== TO DO ==
Transcribe every record exactly as it appears.

== PROVIDED DATA ==
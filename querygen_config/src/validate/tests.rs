//! Tests for the accumulating validator.

use anyhow::{Result, ensure};
use rstest::rstest;

use crate::error::OptionsError;
use crate::options::{NullableFieldStyle, TargetLanguage};
use crate::raw::{RawOptions, RawValue};
use crate::registry::{OptionRegistry, names};

fn kinds(violations: &[OptionsError]) -> Vec<&'static str> {
    let mut labels: Vec<&'static str> = violations
        .iter()
        .map(|violation| match violation {
            OptionsError::UnknownOption { .. } => "unknown",
            OptionsError::InvalidValue { .. } => "invalid",
            OptionsError::ConflictingOption { .. } => "conflict",
            OptionsError::PatternCompile { .. } => "pattern",
            _ => "other",
        })
        .collect();
    labels.sort_unstable();
    labels
}

#[test]
fn an_empty_configuration_is_valid() {
    let violations = OptionRegistry::standard().validate(&RawOptions::default());
    assert!(violations.is_empty(), "unexpected: {violations:?}");
}

#[test]
fn a_fully_explicit_kotlin_configuration_is_valid() {
    let raw = RawOptions::builder()
        .set(names::TARGET_LANGUAGE, TargetLanguage::Kotlin)
        .set(names::GENERATE_DATA_BUILDERS, true)
        .set(names::GENERATE_TEST_BUILDERS, true)
        .set(names::SEALED_ENUMS_MATCHING, &[".*Kind$"][..])
        .build();
    let violations = OptionRegistry::standard().validate(&raw);
    assert!(violations.is_empty(), "unexpected: {violations:?}");
}

#[rstest]
#[case::bool_as_text(names::GENERATE_METADATA, RawValue::Text(String::from("yes")))]
#[case::text_as_list(
    names::PACKAGE_NAME_PREFIX,
    RawValue::List(vec![String::from("com"), String::from("example")])
)]
#[case::list_as_bool(names::EXCLUDED_QUERY_FILES, RawValue::Bool(true))]
#[case::paths_as_bool(names::SOURCE_FOLDERS, RawValue::Bool(true))]
fn kind_mismatches_are_invalid_values(#[case] option: &str, #[case] value: RawValue) {
    let raw = RawOptions::builder().set(option, value).build();
    let violations = OptionRegistry::standard().validate(&raw);
    assert!(
        matches!(
            violations.as_slice(),
            [OptionsError::InvalidValue { option: name, .. }] if name == option
        ),
        "unexpected: {violations:?}"
    );
}

#[test]
fn unrecognised_enum_tokens_name_the_expected_space() {
    let raw = RawOptions::builder()
        .set(names::TARGET_LANGUAGE, "scala")
        .build();
    let violations = OptionRegistry::standard().validate(&raw);
    match violations.as_slice() {
        [OptionsError::InvalidValue { option, message }] => {
            assert_eq!(option, names::TARGET_LANGUAGE);
            assert!(message.contains("scala"), "{message}");
            assert!(message.contains("java, kotlin"), "{message}");
        }
        other => panic!("unexpected: {other:?}"),
    }
}

#[test]
fn wrapper_style_conflicts_under_the_native_flavour() {
    let raw = RawOptions::builder()
        .set(names::TARGET_LANGUAGE, TargetLanguage::Kotlin)
        .set(names::NULLABLE_FIELD_STYLE, NullableFieldStyle::Annotated)
        .build();
    let violations = OptionRegistry::standard().validate(&raw);
    match violations.as_slice() {
        [OptionsError::ConflictingOption { option, requirement }] => {
            assert_eq!(option, names::NULLABLE_FIELD_STYLE);
            assert!(requirement.contains("java"), "{requirement}");
        }
        other => panic!("unexpected: {other:?}"),
    }
}

#[test]
fn builder_toggles_conflict_when_the_flavour_is_only_defaulted() {
    // No explicit targetLanguage: the defaulted java flavour still gates
    // the kotlin-only toggles.
    let raw = RawOptions::builder()
        .set(names::GENERATE_DATA_BUILDERS, true)
        .build();
    let violations = OptionRegistry::standard().validate(&raw);
    assert!(
        matches!(
            violations.as_slice(),
            [OptionsError::ConflictingOption { option, .. }]
                if option == names::GENERATE_DATA_BUILDERS
        ),
        "unexpected: {violations:?}"
    );
}

#[test]
fn re_supplying_the_derived_value_of_a_gated_option_is_accepted() {
    let raw = RawOptions::builder()
        .set(names::TARGET_LANGUAGE, TargetLanguage::Kotlin)
        .set(names::NULLABLE_FIELD_STYLE, NullableFieldStyle::None)
        .set(names::GENERATE_MODEL_BUILDERS, false)
        .build();
    let violations = OptionRegistry::standard().validate(&raw);
    assert!(violations.is_empty(), "unexpected: {violations:?}");
}

#[test]
fn sealed_enum_patterns_conflict_under_the_wrapper_flavour() {
    let raw = RawOptions::builder()
        .set(names::TARGET_LANGUAGE, TargetLanguage::Java)
        .set(names::SEALED_ENUMS_MATCHING, &["Episode"][..])
        .build();
    let violations = OptionRegistry::standard().validate(&raw);
    assert_eq!(kinds(&violations), ["conflict"]);
}

#[test]
fn each_malformed_pattern_is_reported_individually() {
    let raw = RawOptions::builder()
        .set(names::TARGET_LANGUAGE, TargetLanguage::Kotlin)
        .set(names::SEALED_ENUMS_MATCHING, &["[invalid(", "valid.*", "(unclosed"][..])
        .build();
    let violations = OptionRegistry::standard().validate(&raw);
    assert_eq!(violations.len(), 2, "unexpected: {violations:?}");
    for violation in &violations {
        assert!(
            matches!(
                violation,
                OptionsError::PatternCompile { option, .. }
                    if option == names::SEALED_ENUMS_MATCHING
            ),
            "unexpected: {violation:?}"
        );
    }
}

#[test]
fn malformed_scalar_mappings_are_invalid_values() {
    let raw = RawOptions::builder()
        .set(
            names::CUSTOM_SCALAR_MAPPINGS,
            &["DateTime=java.time.Instant", "Upload"][..],
        )
        .build();
    let violations = OptionRegistry::standard().validate(&raw);
    match violations.as_slice() {
        [OptionsError::InvalidValue { option, message }] => {
            assert_eq!(option, names::CUSTOM_SCALAR_MAPPINGS);
            assert!(message.contains("Upload"), "{message}");
        }
        other => panic!("unexpected: {other:?}"),
    }
}

#[test]
fn unknown_options_are_reported_alongside_other_violations() {
    let raw = RawOptions::builder()
        .set("generateKoans", true)
        .set(names::GENERATE_METADATA, "yes")
        .build();
    let violations = OptionRegistry::standard().validate(&raw);
    assert_eq!(kinds(&violations), ["invalid", "unknown"]);
}

#[test]
fn unrelated_violations_accumulate_in_one_pass() -> Result<()> {
    // A malformed pattern, a bad scalar mapping, and a conflicting builder
    // toggle: all three surface together.
    let raw = RawOptions::builder()
        .set(names::ALWAYS_GENERATE_TYPES_MATCHING, &["[invalid("][..])
        .set(names::CUSTOM_SCALAR_MAPPINGS, &["DateTime"][..])
        .set(names::GENERATE_TEST_BUILDERS, true)
        .build();
    let violations = OptionRegistry::standard().validate(&raw);
    ensure!(
        kinds(&violations) == ["conflict", "invalid", "pattern"],
        "unexpected: {violations:?}"
    );
    Ok(())
}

== SOLVED PROBLEM ==
filename querygen_config/src/validate/tests.rs
//! Tests for the accumulating validator.

use anyhow::{Result, ensure};
use rstest::rstest;

use crate::error::OptionsError;
use crate::options::{NullableFieldStyle, TargetLanguage};
use crate::raw::{RawOptions, RawValue};
use crate::registry::{OptionRegistry, names};

fn kinds(violations: &[OptionsError]) -> Vec<&'static str> {
    let mut labels: Vec<&'static str> = violations
        .iter()
        .map(|violation| match violation {
            OptionsError::UnknownOption { .. } => "unknown",
            OptionsError::InvalidValue { .. } => "invalid",
            OptionsError::ConflictingOption { .. } => "conflict",
            OptionsError::PatternCompile { .. } => "pattern",
            _ => "other",
        })
        .collect();
    labels.sort_unstable();
    labels
}

#[test]
fn an_empty_configuration_is_valid() {
    let violations = OptionRegistry::standard().validate(&RawOptions::default());
    assert!(violations.is_empty(), "unexpected: {violations:?}");
}

#[test]
fn a_fully_explicit_kotlin_configuration_is_valid() {
    let raw = RawOptions::builder()
        .set(names::TARGET_LANGUAGE, TargetLanguage::Kotlin)
        .set(names::GENERATE_DATA_BUILDERS, true)
        .set(names::GENERATE_TEST_BUILDERS, true)
        .set(names::SEALED_ENUMS_MATCHING, &[".*Kind$"][..])
        .build();
    let violations = OptionRegistry::standard().validate(&raw);
    assert!(violations.is_empty(), "unexpected: {violations:?}");
}

#[rstest]
#[case::bool_as_text(names::GENERATE_METADATA, RawValue::Text(String::from("yes")))]
#[case::text_as_list(
    names::PACKAGE_NAME_PREFIX,
    RawValue::List(vec![String::from("com"), String::from("example")])
)]
#[case::list_as_bool(names::EXCLUDED_QUERY_FILES, RawValue::Bool(true))]
#[case::paths_as_bool(names::SOURCE_FOLDERS, RawValue::Bool(true))]
fn kind_mismatches_are_invalid_values(#[case] option: &str, #[case] value: RawValue) {
    let raw = RawOptions::builder().set(option, value).build();
    let violations = OptionRegistry::standard().validate(&raw);
    assert!(
        matches!(
            violations.as_slice(),
            [OptionsError::InvalidValue { option: name, .. }] if name == option
        ),
        "unexpected: {violations:?}"
    );
}

#[test]
fn unrecognised_enum_tokens_name_the_expected_space() {
    let raw = RawOptions::builder()
        .set(names::TARGET_LANGUAGE, "scala")
        .build();
    let violations = OptionRegistry::standard().validate(&raw);
    match violations.as_slice() {
        [OptionsError::InvalidValue { option, message }] => {
            assert_eq!(option, names::TARGET_LANGUAGE);
            assert!(message.contains("scala"), "{message}");
            assert!(message.contains("java, kotlin"), "{message}");
        }
        other => panic!("unexpected: {other:?}"),
    }
}

#[test]
fn wrapper_style_conflicts_under_the_native_flavour() {
    let raw = RawOptions::builder()
        .set(names::TARGET_LANGUAGE, TargetLanguage::Kotlin)
        .set(names::NULLABLE_FIELD_STYLE, NullableFieldStyle::Annotated)
        .build();
    let violations = OptionRegistry::standard().validate(&raw);
    match violations.as_slice() {
        [OptionsError::ConflictingOption { option, requirement }] => {
            assert_eq!(option, names::NULLABLE_FIELD_STYLE);
            assert!(requirement.contains("java"), "{requirement}");
        }
        other => panic!("unexpected: {other:?}"),
    }
}

#[test]
fn builder_toggles_conflict_when_the_flavour_is_only_defaulted() {
    // No explicit targetLanguage: the defaulted java flavour still gates
    // the kotlin-only toggles.
    let raw = RawOptions::builder()
        .set(names::GENERATE_DATA_BUILDERS, true)
        .build();
    let violations = OptionRegistry::standard().validate(&raw);
    assert!(
        matches!(
            violations.as_slice(),
            [OptionsError::ConflictingOption { option, .. }]
                if option == names::GENERATE_DATA_BUILDERS
        ),
        "unexpected: {violations:?}"
    );
}

#[test]
fn re_supplying_the_derived_value_of_a_gated_option_is_accepted() {
    let raw = RawOptions::builder()
        .set(names::TARGET_LANGUAGE, TargetLanguage::Kotlin)
        .set(names::NULLABLE_FIELD_STYLE, NullableFieldStyle::None)
        .set(names::GENERATE_MODEL_BUILDERS, false)
        .build();
    let violations = OptionRegistry::standard().validate(&raw);
    assert!(violations.is_empty(), "unexpected: {violations:?}");
}

#[test]
fn sealed_enum_patterns_conflict_under_the_wrapper_flavour() {
    let raw = RawOptions::builder()
        .set(names::TARGET_LANGUAGE, TargetLanguage::Java)
        .set(names::SEALED_ENUMS_MATCHING, &["Episode"][..])
        .build();
    let violations = OptionRegistry::standard().validate(&raw);
    assert_eq!(kinds(&violations), ["conflict"]);
}

#[test]
fn each_malformed_pattern_is_reported_individually() {
    let raw = RawOptions::builder()
        .set(names::TARGET_LANGUAGE, TargetLanguage::Kotlin)
        .set(names::SEALED_ENUMS_MATCHING, &["[invalid(", "valid.*", "(unclosed"][..])
        .build();
    let violations = OptionRegistry::standard().validate(&raw);
    assert_eq!(violations.len(), 2, "unexpected: {violations:?}");
    for violation in &violations {
        assert!(
            matches!(
                violation,
                OptionsError::PatternCompile { option, .. }
                    if option == names::SEALED_ENUMS_MATCHING
            ),
            "unexpected: {violation:?}"
        );
    }
}

#[test]
fn malformed_scalar_mappings_are_invalid_values() {
    let raw = RawOptions::builder()
        .set(
            names::CUSTOM_SCALAR_MAPPINGS,
            &["DateTime=java.time.Instant", "Upload"][..],
        )
        .build();
    let violations = OptionRegistry::standard().validate(&raw);
    match violations.as_slice() {
        [OptionsError::InvalidValue { option, message }] => {
            assert_eq!(option, names::CUSTOM_SCALAR_MAPPINGS);
            assert!(message.contains("Upload"), "{message}");
        }
        other => panic!("unexpected: {other:?}"),
    }
}

#[test]
fn unknown_options_are_reported_alongside_other_violations() {
    let raw = RawOptions::builder()
        .set("generateKoans", true)
        .set(names::GENERATE_METADATA, "yes")
        .build();
    let violations = OptionRegistry::standard().validate(&raw);
    assert_eq!(kinds(&violations), ["invalid", "unknown"]);
}

#[test]
fn unrelated_violations_accumulate_in_one_pass() -> Result<()> {
    // A malformed pattern, a bad scalar mapping, and a conflicting builder
    // toggle: all three surface together.
    let raw = RawOptions::builder()
        .set(names::ALWAYS_GENERATE_TYPES_MATCHING, &["[invalid("][..])
        .set(names::CUSTOM_SCALAR_MAPPINGS, &["DateTime"][..])
        .set(names::GENERATE_TEST_BUILDERS, true)
        .build();
    let violations = OptionRegistry::standard().validate(&raw);
    ensure!(
        kinds(&violations) == ["conflict", "invalid", "pattern"],
        "unexpected: {violations:?}"
    );
    Ok(())
}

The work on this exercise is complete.